── Data
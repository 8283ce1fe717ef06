//! HTTP surface of the gateway.
//!
//! # Data Flow
//! ```text
//! TCP connection
//!     → server.rs (Axum setup, middleware stack, session bootstrap)
//!     → optimize.rs (admission sequence for POST /optimize)
//!     → payload.rs (parse & validate the request body)
//!     → error.rs (rejections become stable {error, code} JSON)
//!     → streamed response from the upstream subsystem
//! ```

pub mod error;
pub mod optimize;
pub mod payload;
pub mod server;

pub use error::ApiError;
pub use payload::OptimizeRequest;
pub use server::{AppState, GatewayServer};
────
● **About this task**
Tally the lines in the records above that contain the word "server", and give only that number.

● **Output for this exercise**
3